# Tele advice



## funky side (Jan 8, 2004)

I've been tele-skiing the last two days- my first two days. I really enjoyed it, but I'm on some rossi intrepide 191's- virtually no cut. I'm only skiing lift access, and I was wondering what would be a good alpine ski to mount with tele bindings. How well would a B2 do? I have pair of 170 volkl vertigo G3's, and atomic b-carve 9.18's(I think they are too narrow in the waist, but I don't know much about this). Any knowledge is more than i have, so it's all welcome..thanks


----------



## Geezer (Oct 14, 2003)

Go to www.telemarktips.com and you can get some answers to your question. 
[/list]


----------



## Lightcap (Oct 23, 2003)

Don't know if you got some tips yet, but as an budding tele skier you don't need anything super fancy. My first pair of tele skis were 195cm Blizzard Luxury Cruisers, wood core, metal sheet top, straight as an arrow and heavier than a block of cement. My friend wanted to put them in his couch for support, and I took them off his hands instead.
Once you get the hang of it, then you can spend the loot, but for now I'd do some scrounging.


----------



## 217 (Oct 27, 2003)

as a side note: i mounted teledaddy alpine it has worked out wonderfully they are exactly the same ski except they are lighter then the sugars (because of the plate on the sugas that isn't on the tele) i could mount any binding i wanted (s14) i got them much cheaper then the sugars and finally atomic will warranty them and no they don't reduce the stiffness on the tele.


----------



## Andy H. (Oct 13, 2003)

My first pair of Tele skis was an old pair of 200 cm Pre 1200s, painted white, that I'd pulled from a dumpster and mounted up. I called them the BR-549s. In case you don't see a pair of generic skis poking out of the local trash heap, I'd recommend picking up a cheap pair of moderately shaped skis in about a 180 length.
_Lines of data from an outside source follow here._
// Copyright (c) 2025 Soumyadip Sarkar.
// All rights reserved.
//
// This source code is licensed under the license found in the
// LICENSE file in the root directory of this source tree.

use crate::config::{self, EngineConfig, KNOWN_KEYS};
use crate::utils::pretty_table;
use anyhow::Result;
use rusqlite::Connection;

pub fn handle(conn: &Connection, m: &clap::ArgMatches) -> Result<()> {
    match m.subcommand() {
        Some(("get", sub)) => {
            let key = sub.get_one::<String>("key").unwrap().trim();
            let value = EngineConfig::load(conn)?.get(key)?;
            println!("{} = {}", key, value);
        }
        Some(("set", sub)) => {
            let key = sub.get_one::<String>("key").unwrap().trim();
            let value = sub.get_one::<String>("value").unwrap();
            config::store(conn, key, value)?;
            tracing::info!(key, "setting updated");
            println!("{} = {}", key, EngineConfig::load(conn)?.get(key)?);
        }
        Some(("list", _)) => {
            let rows = settings_rows(conn)?;
            println!("{}", pretty_table(&["Key", "Value"], rows));
        }
        _ => {}
    }
    Ok(())
}

/// Every known key with its effective value.
pub fn settings_rows(conn: &Connection) -> Result<Vec<Vec<String>>> {
    let cfg = EngineConfig::load(conn)?;
    KNOWN_KEYS
        .iter()
        .map(|key| Ok(vec![key.to_string(), cfg.get(key)?.to_string()]))
        .collect()
}
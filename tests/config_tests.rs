// Copyright (c) 2025 Soumyadip Sarkar.
// All rights reserved.
//
// This source code is licensed under the license found in the
// LICENSE file in the root directory of this source tree.

use moneyrail::config::{EngineConfig, KEY_DEST_LIMITS_PAYMENT};
use moneyrail::{cli, commands::settings, db};
use rusqlite::Connection;

fn setup() -> Connection {
    let conn = Connection::open_in_memory().unwrap();
    db::init_schema(&conn).unwrap();
    conn
}

fn run(conn: &Connection, args: &[&str]) -> anyhow::Result<()> {
    let mut argv = vec!["moneyrail", "config"];
    argv.extend_from_slice(args);
    let matches = cli::build_cli().get_matches_from(argv);
    match matches.subcommand() {
        Some(("config", sub)) => settings::handle(conn, sub),
        _ => panic!("no config subcommand"),
    }
}

#[test]
fn list_shows_effective_defaults() {
    let conn = setup();
    let rows = settings::settings_rows(&conn).unwrap();
    assert_eq!(
        rows,
        vec![
            vec!["limits.destination.deposit".to_string(), "true".to_string()],
            vec!["limits.destination.transfer".to_string(), "false".to_string()],
            vec!["limits.destination.payment".to_string(), "false".to_string()],
        ]
    );
}

#[test]
fn set_then_get_round_trips_through_settings() {
    let conn = setup();
    run(&conn, &["set", KEY_DEST_LIMITS_PAYMENT, "on"]).unwrap();
    assert!(EngineConfig::load(&conn).unwrap().destination_limits.payment);
    run(&conn, &["get", KEY_DEST_LIMITS_PAYMENT]).unwrap();
    run(&conn, &["list"]).unwrap();
}

#[test]
fn unknown_key_or_value_is_an_error() {
    let conn = setup();
    assert!(run(&conn, &["set", "limits.source.deposit", "true"]).is_err());
    assert!(run(&conn, &["set", KEY_DEST_LIMITS_PAYMENT, "sometimes"]).is_err());
    assert!(run(&conn, &["get", "nope"]).is_err());
}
I'd also recommend that you learn with a fairly high stance and avoid dropping your knee all the way to the ski - its a really bad habit to take out into the back country where it increases your chances of hitting a rock or snag with your knee.

Just wait until your first day with a few inches new. 

"Telemarking - it gives you a license to spill" - AH

Enjoy!

--Andy


----------



## whip (Oct 23, 2003)

*Boards*

I'm on K2's. My Super Stynx have more sidecut than my alpines. If you don't know good tele skiiers then take a lesson. I'd say mount a light deeply sidecut ski and *RIP IT UP!*


----------



## funky side (Jan 8, 2004)

Thanks everyone-


----------



## h2ojones (Feb 5, 2004)

Picked up some Olin Apex's for $120. Treating me right so far!


----------